# WORK INSTRUCTIONS:
Determine how many lines in the records below include the word "FieldState" and output that number alone.

(Saved data entries)

● ● ●

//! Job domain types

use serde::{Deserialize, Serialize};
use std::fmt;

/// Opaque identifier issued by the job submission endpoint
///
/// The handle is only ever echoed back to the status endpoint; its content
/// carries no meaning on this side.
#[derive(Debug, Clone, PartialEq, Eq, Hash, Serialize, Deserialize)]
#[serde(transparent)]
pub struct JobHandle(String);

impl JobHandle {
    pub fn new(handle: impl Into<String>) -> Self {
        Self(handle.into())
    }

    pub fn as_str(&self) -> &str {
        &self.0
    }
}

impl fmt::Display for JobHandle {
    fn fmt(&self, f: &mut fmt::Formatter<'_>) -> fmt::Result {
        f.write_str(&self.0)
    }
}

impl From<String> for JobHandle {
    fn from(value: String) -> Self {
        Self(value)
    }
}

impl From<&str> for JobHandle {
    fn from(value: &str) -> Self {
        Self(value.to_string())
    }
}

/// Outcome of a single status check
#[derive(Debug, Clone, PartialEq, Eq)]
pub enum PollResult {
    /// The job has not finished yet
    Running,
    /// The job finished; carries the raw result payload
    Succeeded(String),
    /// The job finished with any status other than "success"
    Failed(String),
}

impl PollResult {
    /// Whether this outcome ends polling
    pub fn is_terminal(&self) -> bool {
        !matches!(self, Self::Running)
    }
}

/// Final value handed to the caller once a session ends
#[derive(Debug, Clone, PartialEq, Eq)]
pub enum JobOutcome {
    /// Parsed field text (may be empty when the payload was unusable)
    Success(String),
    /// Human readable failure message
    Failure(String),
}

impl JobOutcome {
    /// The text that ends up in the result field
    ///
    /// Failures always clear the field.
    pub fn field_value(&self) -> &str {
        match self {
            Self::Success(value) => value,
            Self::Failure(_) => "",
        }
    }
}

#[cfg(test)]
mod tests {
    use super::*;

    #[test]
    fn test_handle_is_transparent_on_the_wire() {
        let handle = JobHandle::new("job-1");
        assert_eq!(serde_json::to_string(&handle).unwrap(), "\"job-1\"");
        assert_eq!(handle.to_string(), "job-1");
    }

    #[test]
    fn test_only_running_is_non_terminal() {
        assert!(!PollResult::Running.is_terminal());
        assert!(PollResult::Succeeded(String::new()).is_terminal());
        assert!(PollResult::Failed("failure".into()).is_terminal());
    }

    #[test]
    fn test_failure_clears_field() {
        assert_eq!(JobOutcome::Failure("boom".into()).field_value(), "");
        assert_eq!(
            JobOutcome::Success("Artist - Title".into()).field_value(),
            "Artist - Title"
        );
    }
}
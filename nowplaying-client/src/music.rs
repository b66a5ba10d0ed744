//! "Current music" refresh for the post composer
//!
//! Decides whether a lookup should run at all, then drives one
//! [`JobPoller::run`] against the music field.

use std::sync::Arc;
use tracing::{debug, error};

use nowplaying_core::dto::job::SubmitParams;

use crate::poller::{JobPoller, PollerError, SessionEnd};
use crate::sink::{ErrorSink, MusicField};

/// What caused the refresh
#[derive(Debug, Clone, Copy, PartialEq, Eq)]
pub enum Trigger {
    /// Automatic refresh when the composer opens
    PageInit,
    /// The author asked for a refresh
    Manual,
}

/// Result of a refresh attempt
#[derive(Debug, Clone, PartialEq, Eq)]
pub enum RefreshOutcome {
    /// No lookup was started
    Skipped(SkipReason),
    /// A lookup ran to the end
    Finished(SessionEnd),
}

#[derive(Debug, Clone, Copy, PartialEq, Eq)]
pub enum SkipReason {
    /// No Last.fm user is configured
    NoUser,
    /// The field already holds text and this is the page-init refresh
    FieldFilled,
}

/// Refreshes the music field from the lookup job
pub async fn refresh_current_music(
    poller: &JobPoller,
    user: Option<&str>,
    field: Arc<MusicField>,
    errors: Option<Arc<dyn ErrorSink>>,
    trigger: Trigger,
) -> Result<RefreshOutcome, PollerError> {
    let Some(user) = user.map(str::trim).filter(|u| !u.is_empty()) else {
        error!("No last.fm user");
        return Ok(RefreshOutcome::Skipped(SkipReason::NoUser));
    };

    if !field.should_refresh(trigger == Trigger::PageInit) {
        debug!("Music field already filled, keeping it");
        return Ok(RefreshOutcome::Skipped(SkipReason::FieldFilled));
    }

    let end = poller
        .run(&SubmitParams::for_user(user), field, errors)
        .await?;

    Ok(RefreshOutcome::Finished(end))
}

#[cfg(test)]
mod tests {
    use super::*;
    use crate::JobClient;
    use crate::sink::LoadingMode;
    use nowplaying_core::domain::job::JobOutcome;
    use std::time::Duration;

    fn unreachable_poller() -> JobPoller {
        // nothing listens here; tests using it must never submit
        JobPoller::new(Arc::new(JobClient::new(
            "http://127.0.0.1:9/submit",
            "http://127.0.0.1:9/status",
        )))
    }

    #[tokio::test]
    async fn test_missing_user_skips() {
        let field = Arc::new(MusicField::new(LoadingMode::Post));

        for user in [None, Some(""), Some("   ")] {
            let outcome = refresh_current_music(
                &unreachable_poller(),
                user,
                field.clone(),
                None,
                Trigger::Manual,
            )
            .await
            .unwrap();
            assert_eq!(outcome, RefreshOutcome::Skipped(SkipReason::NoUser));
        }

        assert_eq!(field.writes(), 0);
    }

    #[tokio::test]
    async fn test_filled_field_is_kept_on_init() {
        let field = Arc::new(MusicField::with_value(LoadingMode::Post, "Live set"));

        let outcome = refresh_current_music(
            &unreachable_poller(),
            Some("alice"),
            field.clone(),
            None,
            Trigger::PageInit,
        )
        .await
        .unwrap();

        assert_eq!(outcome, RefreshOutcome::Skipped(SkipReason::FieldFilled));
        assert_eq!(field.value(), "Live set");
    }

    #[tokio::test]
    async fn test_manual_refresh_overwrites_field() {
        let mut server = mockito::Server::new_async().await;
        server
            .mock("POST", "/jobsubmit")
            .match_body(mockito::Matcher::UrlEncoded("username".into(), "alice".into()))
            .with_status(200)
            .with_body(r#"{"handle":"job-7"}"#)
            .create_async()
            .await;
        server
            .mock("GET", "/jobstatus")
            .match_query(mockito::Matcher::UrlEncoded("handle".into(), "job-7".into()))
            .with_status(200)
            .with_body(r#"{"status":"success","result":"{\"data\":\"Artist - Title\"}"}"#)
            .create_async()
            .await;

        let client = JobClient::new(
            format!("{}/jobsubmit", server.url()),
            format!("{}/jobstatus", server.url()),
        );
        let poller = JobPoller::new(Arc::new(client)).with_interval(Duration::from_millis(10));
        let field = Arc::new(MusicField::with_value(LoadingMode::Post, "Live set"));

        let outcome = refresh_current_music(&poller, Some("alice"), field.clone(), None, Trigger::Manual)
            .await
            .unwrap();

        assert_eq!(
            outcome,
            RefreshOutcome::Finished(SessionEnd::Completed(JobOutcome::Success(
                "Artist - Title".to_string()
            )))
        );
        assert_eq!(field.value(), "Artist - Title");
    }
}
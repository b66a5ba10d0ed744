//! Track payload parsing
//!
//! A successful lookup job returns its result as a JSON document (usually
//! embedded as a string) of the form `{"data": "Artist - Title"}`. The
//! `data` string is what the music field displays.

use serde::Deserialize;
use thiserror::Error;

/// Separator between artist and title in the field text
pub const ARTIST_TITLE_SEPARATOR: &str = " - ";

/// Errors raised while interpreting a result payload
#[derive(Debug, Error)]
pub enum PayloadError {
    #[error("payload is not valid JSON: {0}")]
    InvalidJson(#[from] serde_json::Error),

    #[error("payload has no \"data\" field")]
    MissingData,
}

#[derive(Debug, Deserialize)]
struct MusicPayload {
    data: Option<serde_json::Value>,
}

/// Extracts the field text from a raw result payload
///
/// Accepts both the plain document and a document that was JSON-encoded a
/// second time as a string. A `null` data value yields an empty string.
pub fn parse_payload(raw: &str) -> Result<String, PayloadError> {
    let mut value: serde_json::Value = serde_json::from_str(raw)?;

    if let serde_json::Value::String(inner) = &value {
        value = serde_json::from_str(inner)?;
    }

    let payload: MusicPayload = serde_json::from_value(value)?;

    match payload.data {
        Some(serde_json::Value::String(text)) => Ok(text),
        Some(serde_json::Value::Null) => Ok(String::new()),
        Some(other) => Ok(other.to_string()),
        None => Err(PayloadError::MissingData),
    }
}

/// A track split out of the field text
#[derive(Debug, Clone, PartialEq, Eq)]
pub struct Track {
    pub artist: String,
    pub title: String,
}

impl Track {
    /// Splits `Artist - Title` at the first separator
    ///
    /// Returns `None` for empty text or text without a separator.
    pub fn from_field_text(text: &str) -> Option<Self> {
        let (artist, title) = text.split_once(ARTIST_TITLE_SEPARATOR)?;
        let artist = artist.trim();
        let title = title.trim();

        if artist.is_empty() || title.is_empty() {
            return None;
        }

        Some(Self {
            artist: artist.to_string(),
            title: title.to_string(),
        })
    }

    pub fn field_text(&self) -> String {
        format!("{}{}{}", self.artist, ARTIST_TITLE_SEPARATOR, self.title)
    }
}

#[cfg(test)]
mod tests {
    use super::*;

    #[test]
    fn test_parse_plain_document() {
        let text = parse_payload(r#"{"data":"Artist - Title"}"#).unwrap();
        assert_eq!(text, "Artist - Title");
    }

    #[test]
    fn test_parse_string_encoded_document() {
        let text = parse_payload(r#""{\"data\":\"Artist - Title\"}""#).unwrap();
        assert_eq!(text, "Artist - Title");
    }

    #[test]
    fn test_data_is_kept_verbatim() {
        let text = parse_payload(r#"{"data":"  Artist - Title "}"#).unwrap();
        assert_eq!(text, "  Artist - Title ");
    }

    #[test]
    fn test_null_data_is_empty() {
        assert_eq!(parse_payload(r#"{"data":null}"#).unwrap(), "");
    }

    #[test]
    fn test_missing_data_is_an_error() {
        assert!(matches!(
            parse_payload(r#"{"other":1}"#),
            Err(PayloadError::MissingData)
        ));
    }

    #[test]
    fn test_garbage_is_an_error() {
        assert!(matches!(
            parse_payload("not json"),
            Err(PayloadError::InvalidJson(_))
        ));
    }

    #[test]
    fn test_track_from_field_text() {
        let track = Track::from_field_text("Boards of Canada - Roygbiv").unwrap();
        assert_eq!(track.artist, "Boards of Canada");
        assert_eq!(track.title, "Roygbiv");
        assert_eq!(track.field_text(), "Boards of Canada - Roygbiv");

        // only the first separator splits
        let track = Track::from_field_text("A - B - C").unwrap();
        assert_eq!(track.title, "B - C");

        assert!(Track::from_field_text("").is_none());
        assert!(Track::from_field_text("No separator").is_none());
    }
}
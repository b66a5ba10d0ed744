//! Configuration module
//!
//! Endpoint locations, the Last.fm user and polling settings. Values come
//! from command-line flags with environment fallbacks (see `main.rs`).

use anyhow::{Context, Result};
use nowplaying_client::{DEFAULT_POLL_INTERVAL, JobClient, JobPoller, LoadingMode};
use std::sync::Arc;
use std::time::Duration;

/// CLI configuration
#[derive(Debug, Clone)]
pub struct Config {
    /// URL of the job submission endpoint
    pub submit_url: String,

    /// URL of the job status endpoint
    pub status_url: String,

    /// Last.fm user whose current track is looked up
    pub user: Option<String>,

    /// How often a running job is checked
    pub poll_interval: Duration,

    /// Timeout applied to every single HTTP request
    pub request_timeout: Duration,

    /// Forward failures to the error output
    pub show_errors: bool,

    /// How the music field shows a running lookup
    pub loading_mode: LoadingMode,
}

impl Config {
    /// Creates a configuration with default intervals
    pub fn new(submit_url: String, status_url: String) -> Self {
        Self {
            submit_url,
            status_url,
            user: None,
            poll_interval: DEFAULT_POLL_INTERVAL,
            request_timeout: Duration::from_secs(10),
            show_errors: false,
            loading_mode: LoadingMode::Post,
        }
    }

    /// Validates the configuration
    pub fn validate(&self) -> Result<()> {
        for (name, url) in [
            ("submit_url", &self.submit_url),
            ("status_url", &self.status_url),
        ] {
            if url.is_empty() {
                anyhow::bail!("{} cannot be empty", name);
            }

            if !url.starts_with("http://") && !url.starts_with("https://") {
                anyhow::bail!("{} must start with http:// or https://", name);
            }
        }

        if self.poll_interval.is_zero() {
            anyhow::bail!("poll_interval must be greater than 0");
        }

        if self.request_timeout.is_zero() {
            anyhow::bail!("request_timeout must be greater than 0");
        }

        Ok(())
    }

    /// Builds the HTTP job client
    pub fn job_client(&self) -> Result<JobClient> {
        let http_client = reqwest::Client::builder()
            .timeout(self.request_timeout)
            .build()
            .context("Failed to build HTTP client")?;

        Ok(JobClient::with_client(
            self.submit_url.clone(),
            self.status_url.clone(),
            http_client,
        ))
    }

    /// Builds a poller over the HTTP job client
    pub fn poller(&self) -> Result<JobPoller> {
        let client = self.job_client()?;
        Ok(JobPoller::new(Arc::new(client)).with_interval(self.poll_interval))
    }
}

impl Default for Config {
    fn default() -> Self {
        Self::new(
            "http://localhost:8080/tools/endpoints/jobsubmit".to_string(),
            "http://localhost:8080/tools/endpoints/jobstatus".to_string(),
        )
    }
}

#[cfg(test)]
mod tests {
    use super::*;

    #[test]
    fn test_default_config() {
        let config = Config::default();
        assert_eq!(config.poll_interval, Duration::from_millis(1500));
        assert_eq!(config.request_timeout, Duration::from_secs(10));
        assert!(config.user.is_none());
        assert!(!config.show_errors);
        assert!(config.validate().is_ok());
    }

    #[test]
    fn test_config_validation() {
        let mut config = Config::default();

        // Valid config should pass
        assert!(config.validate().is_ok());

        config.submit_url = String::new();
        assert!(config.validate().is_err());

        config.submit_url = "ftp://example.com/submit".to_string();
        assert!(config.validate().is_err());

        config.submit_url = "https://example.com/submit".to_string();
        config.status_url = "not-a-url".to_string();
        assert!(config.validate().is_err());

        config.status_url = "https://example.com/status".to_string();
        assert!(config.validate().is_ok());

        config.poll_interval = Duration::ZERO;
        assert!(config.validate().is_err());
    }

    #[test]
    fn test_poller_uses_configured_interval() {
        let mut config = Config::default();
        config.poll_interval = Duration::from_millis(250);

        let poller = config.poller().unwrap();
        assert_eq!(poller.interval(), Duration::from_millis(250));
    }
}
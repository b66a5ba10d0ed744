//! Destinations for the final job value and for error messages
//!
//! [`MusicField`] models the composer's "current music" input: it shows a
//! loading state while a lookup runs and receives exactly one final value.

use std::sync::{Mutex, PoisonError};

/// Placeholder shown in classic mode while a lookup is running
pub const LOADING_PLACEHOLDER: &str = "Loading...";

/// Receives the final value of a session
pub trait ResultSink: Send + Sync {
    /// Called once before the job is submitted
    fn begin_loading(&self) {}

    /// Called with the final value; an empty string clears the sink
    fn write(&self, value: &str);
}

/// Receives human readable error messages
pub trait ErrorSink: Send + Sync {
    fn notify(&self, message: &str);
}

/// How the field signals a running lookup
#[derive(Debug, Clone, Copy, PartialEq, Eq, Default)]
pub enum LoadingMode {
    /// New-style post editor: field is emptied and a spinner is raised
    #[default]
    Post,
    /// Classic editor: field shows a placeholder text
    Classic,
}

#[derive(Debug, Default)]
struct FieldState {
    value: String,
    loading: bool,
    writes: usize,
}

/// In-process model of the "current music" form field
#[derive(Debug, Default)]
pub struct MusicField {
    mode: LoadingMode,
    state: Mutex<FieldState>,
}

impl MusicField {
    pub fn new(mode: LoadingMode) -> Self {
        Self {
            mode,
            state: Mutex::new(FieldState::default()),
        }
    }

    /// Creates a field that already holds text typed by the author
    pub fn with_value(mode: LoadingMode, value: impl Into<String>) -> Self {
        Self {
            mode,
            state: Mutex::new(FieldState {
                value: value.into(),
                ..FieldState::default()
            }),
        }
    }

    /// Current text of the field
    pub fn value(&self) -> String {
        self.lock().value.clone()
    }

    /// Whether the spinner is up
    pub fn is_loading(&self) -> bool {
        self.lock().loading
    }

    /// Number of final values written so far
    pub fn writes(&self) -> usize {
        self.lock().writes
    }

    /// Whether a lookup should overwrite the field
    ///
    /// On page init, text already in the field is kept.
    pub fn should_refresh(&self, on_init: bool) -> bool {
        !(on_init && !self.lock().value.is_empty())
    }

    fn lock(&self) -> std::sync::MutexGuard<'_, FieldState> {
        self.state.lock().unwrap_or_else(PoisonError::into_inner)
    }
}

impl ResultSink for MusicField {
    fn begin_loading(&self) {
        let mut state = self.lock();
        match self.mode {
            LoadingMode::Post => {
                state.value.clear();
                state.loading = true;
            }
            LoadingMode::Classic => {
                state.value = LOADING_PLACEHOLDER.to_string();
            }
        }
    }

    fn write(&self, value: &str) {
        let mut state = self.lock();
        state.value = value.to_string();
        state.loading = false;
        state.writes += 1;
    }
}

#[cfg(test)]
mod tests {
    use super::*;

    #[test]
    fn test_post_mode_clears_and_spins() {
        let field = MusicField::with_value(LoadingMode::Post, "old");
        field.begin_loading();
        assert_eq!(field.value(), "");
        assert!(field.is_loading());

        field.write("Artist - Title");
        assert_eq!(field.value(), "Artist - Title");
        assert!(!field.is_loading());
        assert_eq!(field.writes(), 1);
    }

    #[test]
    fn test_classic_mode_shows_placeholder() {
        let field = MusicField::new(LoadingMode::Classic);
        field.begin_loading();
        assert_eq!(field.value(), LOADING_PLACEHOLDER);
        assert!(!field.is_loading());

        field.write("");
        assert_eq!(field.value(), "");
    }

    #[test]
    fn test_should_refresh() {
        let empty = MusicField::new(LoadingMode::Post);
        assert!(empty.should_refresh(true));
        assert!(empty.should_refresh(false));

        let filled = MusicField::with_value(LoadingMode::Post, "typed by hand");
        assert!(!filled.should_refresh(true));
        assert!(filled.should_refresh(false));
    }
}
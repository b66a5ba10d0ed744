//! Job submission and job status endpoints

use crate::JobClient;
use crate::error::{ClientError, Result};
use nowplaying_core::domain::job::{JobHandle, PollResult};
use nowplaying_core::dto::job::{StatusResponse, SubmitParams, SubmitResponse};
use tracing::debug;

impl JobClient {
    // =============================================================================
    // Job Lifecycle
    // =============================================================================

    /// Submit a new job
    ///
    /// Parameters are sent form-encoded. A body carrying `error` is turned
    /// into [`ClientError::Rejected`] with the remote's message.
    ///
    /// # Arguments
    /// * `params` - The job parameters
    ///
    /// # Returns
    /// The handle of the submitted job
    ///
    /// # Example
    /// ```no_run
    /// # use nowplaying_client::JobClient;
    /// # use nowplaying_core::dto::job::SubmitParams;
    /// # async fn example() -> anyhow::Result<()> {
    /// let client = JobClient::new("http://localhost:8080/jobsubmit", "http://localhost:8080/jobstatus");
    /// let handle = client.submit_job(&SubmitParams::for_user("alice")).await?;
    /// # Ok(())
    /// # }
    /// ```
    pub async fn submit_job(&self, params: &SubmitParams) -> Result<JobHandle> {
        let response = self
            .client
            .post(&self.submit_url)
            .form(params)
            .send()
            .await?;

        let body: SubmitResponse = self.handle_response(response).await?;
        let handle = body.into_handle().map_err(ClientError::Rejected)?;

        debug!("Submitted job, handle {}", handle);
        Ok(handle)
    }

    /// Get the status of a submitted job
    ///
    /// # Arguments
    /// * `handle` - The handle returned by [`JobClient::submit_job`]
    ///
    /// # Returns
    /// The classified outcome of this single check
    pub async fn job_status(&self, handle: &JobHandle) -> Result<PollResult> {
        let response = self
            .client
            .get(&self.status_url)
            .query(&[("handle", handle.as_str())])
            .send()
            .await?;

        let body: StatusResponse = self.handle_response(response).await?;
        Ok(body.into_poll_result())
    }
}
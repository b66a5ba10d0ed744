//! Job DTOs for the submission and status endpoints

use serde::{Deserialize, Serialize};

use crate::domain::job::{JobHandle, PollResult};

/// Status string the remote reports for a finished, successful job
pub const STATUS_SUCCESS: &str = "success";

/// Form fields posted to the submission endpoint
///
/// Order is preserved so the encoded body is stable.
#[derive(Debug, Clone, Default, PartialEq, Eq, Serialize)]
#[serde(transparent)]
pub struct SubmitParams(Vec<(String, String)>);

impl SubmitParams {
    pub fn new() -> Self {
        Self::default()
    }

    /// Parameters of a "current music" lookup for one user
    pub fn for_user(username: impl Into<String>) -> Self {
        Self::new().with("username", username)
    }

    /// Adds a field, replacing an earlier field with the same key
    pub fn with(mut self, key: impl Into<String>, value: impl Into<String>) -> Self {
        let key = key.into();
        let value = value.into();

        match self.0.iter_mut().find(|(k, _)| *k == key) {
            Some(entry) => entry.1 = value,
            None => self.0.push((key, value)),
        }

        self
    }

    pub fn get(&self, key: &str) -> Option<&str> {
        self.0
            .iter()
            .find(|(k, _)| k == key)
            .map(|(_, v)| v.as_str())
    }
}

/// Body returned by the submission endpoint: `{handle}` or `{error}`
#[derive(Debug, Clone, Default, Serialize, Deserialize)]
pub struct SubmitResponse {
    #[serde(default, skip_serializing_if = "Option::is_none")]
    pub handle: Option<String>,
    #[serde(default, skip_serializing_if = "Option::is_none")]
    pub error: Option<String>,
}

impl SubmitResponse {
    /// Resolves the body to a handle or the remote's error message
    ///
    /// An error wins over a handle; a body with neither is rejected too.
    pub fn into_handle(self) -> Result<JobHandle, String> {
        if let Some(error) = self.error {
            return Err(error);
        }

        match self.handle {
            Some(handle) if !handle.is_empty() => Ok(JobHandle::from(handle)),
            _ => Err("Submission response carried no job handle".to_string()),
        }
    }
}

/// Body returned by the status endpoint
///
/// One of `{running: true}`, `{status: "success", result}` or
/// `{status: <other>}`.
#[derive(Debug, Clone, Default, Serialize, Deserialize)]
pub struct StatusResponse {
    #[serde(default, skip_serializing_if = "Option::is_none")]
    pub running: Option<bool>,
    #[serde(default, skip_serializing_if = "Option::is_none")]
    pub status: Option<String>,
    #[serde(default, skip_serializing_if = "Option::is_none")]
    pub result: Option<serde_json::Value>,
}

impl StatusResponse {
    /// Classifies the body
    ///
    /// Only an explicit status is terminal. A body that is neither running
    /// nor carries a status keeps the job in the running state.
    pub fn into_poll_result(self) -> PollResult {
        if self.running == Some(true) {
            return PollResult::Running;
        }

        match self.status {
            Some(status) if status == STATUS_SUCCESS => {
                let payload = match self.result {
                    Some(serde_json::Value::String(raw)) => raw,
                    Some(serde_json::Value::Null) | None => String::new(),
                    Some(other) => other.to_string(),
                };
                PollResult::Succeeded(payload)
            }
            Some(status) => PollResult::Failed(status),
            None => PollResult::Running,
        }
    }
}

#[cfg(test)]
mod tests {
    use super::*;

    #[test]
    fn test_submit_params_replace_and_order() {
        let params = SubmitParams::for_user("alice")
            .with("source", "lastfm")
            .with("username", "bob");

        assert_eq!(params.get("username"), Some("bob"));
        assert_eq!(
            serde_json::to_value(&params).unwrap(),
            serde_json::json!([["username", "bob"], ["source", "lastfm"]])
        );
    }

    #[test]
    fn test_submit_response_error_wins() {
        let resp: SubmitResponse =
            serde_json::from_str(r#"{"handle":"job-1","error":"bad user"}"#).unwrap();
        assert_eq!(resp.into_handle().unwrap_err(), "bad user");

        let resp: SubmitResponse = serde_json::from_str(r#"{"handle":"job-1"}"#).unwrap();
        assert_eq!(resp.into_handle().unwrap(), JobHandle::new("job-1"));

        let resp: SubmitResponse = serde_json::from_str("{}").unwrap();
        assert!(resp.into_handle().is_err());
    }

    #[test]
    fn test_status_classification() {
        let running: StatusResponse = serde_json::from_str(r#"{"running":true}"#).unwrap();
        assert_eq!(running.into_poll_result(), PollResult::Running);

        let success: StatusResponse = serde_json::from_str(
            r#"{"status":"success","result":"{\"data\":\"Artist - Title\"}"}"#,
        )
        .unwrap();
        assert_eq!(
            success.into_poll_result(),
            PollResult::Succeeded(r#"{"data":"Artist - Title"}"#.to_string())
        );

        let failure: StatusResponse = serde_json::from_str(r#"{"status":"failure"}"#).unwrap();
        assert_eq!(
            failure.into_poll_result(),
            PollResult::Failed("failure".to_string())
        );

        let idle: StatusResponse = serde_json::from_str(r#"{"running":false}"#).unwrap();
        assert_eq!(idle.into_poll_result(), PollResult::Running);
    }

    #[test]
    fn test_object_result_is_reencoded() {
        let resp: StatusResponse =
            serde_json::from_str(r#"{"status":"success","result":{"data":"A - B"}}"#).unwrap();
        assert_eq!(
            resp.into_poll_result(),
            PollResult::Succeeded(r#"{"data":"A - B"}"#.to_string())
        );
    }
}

● ● ●

# TASK RESPONSE:
6